#### About this exercise
Every single entry that follows must be copied exactly.

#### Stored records
%%
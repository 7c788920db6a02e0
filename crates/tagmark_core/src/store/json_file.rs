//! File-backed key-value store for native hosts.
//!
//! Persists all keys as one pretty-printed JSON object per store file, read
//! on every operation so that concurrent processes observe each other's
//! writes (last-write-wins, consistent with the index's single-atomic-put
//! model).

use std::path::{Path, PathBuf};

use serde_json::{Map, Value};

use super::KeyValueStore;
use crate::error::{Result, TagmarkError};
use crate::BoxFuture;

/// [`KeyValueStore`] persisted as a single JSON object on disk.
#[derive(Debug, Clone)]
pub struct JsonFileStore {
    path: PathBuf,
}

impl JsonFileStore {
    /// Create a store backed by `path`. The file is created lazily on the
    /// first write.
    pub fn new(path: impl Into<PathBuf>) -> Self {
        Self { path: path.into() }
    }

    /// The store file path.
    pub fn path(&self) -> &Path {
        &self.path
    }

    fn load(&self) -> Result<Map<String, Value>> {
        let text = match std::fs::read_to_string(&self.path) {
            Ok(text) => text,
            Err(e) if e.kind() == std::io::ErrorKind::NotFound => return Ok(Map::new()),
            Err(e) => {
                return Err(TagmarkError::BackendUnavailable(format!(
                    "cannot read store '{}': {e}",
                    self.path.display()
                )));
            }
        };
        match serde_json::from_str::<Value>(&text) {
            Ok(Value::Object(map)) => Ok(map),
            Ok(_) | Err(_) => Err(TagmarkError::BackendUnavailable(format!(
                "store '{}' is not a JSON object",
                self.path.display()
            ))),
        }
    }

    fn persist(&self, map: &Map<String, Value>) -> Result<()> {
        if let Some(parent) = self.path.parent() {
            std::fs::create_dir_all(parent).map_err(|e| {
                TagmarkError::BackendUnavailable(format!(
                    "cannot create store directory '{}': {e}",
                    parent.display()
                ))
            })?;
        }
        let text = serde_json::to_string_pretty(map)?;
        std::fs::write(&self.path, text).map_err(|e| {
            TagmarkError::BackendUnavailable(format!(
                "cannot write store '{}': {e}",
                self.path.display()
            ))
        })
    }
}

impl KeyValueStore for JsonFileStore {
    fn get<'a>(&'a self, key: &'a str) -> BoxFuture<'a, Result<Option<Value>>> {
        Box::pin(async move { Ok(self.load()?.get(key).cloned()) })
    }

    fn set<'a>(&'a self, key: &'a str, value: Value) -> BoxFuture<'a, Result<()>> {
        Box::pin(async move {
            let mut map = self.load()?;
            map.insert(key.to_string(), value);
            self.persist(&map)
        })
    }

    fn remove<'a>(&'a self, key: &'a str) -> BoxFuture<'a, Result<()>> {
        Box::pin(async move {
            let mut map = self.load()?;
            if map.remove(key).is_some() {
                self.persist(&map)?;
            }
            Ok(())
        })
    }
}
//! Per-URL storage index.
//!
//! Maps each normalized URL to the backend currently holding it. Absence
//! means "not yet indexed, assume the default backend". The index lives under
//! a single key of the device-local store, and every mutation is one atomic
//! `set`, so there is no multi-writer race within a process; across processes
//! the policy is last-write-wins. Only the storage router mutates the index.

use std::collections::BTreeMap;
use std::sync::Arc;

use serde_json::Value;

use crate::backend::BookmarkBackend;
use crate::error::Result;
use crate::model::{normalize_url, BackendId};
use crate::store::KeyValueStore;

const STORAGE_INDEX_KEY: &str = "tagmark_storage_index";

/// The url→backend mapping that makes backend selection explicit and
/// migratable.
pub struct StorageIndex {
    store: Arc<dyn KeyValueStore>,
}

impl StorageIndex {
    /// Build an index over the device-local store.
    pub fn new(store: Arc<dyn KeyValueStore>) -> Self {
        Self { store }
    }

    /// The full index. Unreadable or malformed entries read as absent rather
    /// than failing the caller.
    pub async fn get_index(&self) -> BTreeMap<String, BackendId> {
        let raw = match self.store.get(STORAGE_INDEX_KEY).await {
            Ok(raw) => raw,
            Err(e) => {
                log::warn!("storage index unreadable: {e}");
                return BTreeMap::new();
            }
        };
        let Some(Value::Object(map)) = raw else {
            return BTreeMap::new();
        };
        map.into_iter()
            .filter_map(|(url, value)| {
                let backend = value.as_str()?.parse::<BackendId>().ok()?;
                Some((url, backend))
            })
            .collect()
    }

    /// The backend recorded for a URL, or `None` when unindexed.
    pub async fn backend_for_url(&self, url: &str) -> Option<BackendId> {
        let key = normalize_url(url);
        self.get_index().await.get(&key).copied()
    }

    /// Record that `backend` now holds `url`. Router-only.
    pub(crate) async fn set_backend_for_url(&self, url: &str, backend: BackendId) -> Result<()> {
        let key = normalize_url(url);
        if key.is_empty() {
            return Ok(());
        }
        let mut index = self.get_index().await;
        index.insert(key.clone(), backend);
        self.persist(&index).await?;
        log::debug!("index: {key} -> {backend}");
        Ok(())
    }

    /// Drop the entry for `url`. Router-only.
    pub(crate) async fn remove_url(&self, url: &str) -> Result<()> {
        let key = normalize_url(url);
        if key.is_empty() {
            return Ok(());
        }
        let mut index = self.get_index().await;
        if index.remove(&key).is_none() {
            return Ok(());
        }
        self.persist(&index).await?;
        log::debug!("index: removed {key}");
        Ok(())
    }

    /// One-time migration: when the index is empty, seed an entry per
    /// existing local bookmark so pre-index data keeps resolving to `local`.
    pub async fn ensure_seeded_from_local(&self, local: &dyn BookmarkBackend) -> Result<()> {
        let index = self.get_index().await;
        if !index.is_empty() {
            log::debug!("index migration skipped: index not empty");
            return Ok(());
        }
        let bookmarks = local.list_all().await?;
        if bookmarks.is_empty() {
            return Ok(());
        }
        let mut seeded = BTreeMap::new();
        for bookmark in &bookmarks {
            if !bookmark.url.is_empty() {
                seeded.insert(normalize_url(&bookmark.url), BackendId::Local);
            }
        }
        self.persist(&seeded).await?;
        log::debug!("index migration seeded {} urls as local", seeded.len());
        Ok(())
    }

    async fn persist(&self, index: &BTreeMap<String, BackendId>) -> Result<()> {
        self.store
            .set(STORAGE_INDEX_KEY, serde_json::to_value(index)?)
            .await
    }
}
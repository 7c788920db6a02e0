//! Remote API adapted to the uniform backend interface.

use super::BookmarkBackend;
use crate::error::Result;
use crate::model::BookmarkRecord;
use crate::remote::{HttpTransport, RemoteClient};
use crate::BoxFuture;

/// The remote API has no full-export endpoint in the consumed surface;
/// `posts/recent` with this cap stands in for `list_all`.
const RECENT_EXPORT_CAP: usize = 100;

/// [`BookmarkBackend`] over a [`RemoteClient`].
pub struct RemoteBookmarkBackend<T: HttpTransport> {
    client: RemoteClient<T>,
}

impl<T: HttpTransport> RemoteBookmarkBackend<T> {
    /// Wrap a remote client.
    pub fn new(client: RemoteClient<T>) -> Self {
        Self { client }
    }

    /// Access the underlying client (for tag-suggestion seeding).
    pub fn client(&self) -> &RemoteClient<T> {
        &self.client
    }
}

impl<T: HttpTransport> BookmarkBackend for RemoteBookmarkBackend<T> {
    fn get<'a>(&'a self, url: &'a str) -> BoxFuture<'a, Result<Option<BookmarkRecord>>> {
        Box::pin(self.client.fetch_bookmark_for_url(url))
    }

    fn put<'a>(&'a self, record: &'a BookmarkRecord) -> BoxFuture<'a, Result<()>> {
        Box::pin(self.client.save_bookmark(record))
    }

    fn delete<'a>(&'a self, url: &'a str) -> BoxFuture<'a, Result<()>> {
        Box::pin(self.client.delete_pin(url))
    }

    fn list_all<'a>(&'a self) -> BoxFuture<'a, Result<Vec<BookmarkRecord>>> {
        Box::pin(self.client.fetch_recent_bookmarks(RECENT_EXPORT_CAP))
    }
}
%%
#### Solution
repository 7c788920db6a02e0
filename crates/tagmark_core/src/store/json_file.rs
//! File-backed key-value store for native hosts.
//!
//! Persists all keys as one pretty-printed JSON object per store file, read
//! on every operation so that concurrent processes observe each other's
//! writes (last-write-wins, consistent with the index's single-atomic-put
//! model).

use std::path::{Path, PathBuf};

use serde_json::{Map, Value};

use super::KeyValueStore;
use crate::error::{Result, TagmarkError};
use crate::BoxFuture;

/// [`KeyValueStore`] persisted as a single JSON object on disk.
#[derive(Debug, Clone)]
pub struct JsonFileStore {
    path: PathBuf,
}

impl JsonFileStore {
    /// Create a store backed by `path`. The file is created lazily on the
    /// first write.
    pub fn new(path: impl Into<PathBuf>) -> Self {
        Self { path: path.into() }
    }

    /// The store file path.
    pub fn path(&self) -> &Path {
        &self.path
    }

    fn load(&self) -> Result<Map<String, Value>> {
        let text = match std::fs::read_to_string(&self.path) {
            Ok(text) => text,
            Err(e) if e.kind() == std::io::ErrorKind::NotFound => return Ok(Map::new()),
            Err(e) => {
                return Err(TagmarkError::BackendUnavailable(format!(
                    "cannot read store '{}': {e}",
                    self.path.display()
                )));
            }
        };
        match serde_json::from_str::<Value>(&text) {
            Ok(Value::Object(map)) => Ok(map),
            Ok(_) | Err(_) => Err(TagmarkError::BackendUnavailable(format!(
                "store '{}' is not a JSON object",
                self.path.display()
            ))),
        }
    }

    fn persist(&self, map: &Map<String, Value>) -> Result<()> {
        if let Some(parent) = self.path.parent() {
            std::fs::create_dir_all(parent).map_err(|e| {
                TagmarkError::BackendUnavailable(format!(
                    "cannot create store directory '{}': {e}",
                    parent.display()
                ))
            })?;
        }
        let text = serde_json::to_string_pretty(map)?;
        std::fs::write(&self.path, text).map_err(|e| {
            TagmarkError::BackendUnavailable(format!(
                "cannot write store '{}': {e}",
                self.path.display()
            ))
        })
    }
}

impl KeyValueStore for JsonFileStore {
    fn get<'a>(&'a self, key: &'a str) -> BoxFuture<'a, Result<Option<Value>>> {
        Box::pin(async move { Ok(self.load()?.get(key).cloned()) })
    }

    fn set<'a>(&'a self, key: &'a str, value: Value) -> BoxFuture<'a, Result<()>> {
        Box::pin(async move {
            let mut map = self.load()?;
            map.insert(key.to_string(), value);
            self.persist(&map)
        })
    }

    fn remove<'a>(&'a self, key: &'a str) -> BoxFuture<'a, Result<()>> {
        Box::pin(async move {
            let mut map = self.load()?;
            if map.remove(key).is_some() {
                self.persist(&map)?;
            }
            Ok(())
        })
    }
}
//! Per-URL storage index.
//!
//! Maps each normalized URL to the backend currently holding it. Absence
//! means "not yet indexed, assume the default backend". The index lives under
//! a single key of the device-local store, and every mutation is one atomic
//! `set`, so there is no multi-writer race within a process; across processes
//! the policy is last-write-wins. Only the storage router mutates the index.

use std::collections::BTreeMap;
use std::sync::Arc;

use serde_json::Value;

use crate::backend::BookmarkBackend;
use crate::error::Result;
use crate::model::{normalize_url, BackendId};
use crate::store::KeyValueStore;

const STORAGE_INDEX_KEY: &str = "tagmark_storage_index";

/// The url→backend mapping that makes backend selection explicit and
/// migratable.
pub struct StorageIndex {
    store: Arc<dyn KeyValueStore>,
}

impl StorageIndex {
    /// Build an index over the device-local store.
    pub fn new(store: Arc<dyn KeyValueStore>) -> Self {
        Self { store }
    }

    /// The full index. Unreadable or malformed entries read as absent rather
    /// than failing the caller.
    pub async fn get_index(&self) -> BTreeMap<String, BackendId> {
        let raw = match self.store.get(STORAGE_INDEX_KEY).await {
            Ok(raw) => raw,
            Err(e) => {
                log::warn!("storage index unreadable: {e}");
                return BTreeMap::new();
            }
        };
        let Some(Value::Object(map)) = raw else {
            return BTreeMap::new();
        };
        map.into_iter()
            .filter_map(|(url, value)| {
                let backend = value.as_str()?.parse::<BackendId>().ok()?;
                Some((url, backend))
            })
            .collect()
    }

    /// The backend recorded for a URL, or `None` when unindexed.
    pub async fn backend_for_url(&self, url: &str) -> Option<BackendId> {
        let key = normalize_url(url);
        self.get_index().await.get(&key).copied()
    }

    /// Record that `backend` now holds `url`. Router-only.
    pub(crate) async fn set_backend_for_url(&self, url: &str, backend: BackendId) -> Result<()> {
        let key = normalize_url(url);
        if key.is_empty() {
            return Ok(());
        }
        let mut index = self.get_index().await;
        index.insert(key.clone(), backend);
        self.persist(&index).await?;
        log::debug!("index: {key} -> {backend}");
        Ok(())
    }

    /// Drop the entry for `url`. Router-only.
    pub(crate) async fn remove_url(&self, url: &str) -> Result<()> {
        let key = normalize_url(url);
        if key.is_empty() {
            return Ok(());
        }
        let mut index = self.get_index().await;
        if index.remove(&key).is_none() {
            return Ok(());
        }
        self.persist(&index).await?;
        log::debug!("index: removed {key}");
        Ok(())
    }

    /// One-time migration: when the index is empty, seed an entry per
    /// existing local bookmark so pre-index data keeps resolving to `local`.
    pub async fn ensure_seeded_from_local(&self, local: &dyn BookmarkBackend) -> Result<()> {
        let index = self.get_index().await;
        if !index.is_empty() {
            log::debug!("index migration skipped: index not empty");
            return Ok(());
        }
        let bookmarks = local.list_all().await?;
        if bookmarks.is_empty() {
            return Ok(());
        }
        let mut seeded = BTreeMap::new();
        for bookmark in &bookmarks {
            if !bookmark.url.is_empty() {
                seeded.insert(normalize_url(&bookmark.url), BackendId::Local);
            }
        }
        self.persist(&seeded).await?;
        log::debug!("index migration seeded {} urls as local", seeded.len());
        Ok(())
    }

    async fn persist(&self, index: &BTreeMap<String, BackendId>) -> Result<()> {
        self.store
            .set(STORAGE_INDEX_KEY, serde_json::to_value(index)?)
            .await
    }
}
repository 7c788920db6a02e0
//! Remote API adapted to the uniform backend interface.

use super::BookmarkBackend;
use crate::error::Result;
use crate::model::BookmarkRecord;
use crate::remote::{HttpTransport, RemoteClient};
use crate::BoxFuture;

/// The remote API has no full-export endpoint in the consumed surface;
/// `posts/recent` with this cap stands in for `list_all`.
const RECENT_EXPORT_CAP: usize = 100;

/// [`BookmarkBackend`] over a [`RemoteClient`].
pub struct RemoteBookmarkBackend<T: HttpTransport> {
    client: RemoteClient<T>,
}

impl<T: HttpTransport> RemoteBookmarkBackend<T> {
    /// Wrap a remote client.
    pub fn new(client: RemoteClient<T>) -> Self {
        Self { client }
    }

    /// Access the underlying client (for tag-suggestion seeding).
    pub fn client(&self) -> &RemoteClient<T> {
        &self.client
    }
}

impl<T: HttpTransport> BookmarkBackend for RemoteBookmarkBackend<T> {
    fn get<'a>(&'a self, url: &'a str) -> BoxFuture<'a, Result<Option<BookmarkRecord>>> {
        Box::pin(self.client.fetch_bookmark_for_url(url))
    }

    fn put<'a>(&'a self, record: &'a BookmarkRecord) -> BoxFuture<'a, Result<()>> {
        Box::pin(self.client.save_bookmark(record))
    }

    fn delete<'a>(&'a self, url: &'a str) -> BoxFuture<'a, Result<()>> {
        Box::pin(self.client.delete_pin(url))
    }

    fn list_all<'a>(&'a self) -> BoxFuture<'a, Result<Vec<BookmarkRecord>>> {
        Box::pin(self.client.fetch_recent_bookmarks(RECENT_EXPORT_CAP))
    }
}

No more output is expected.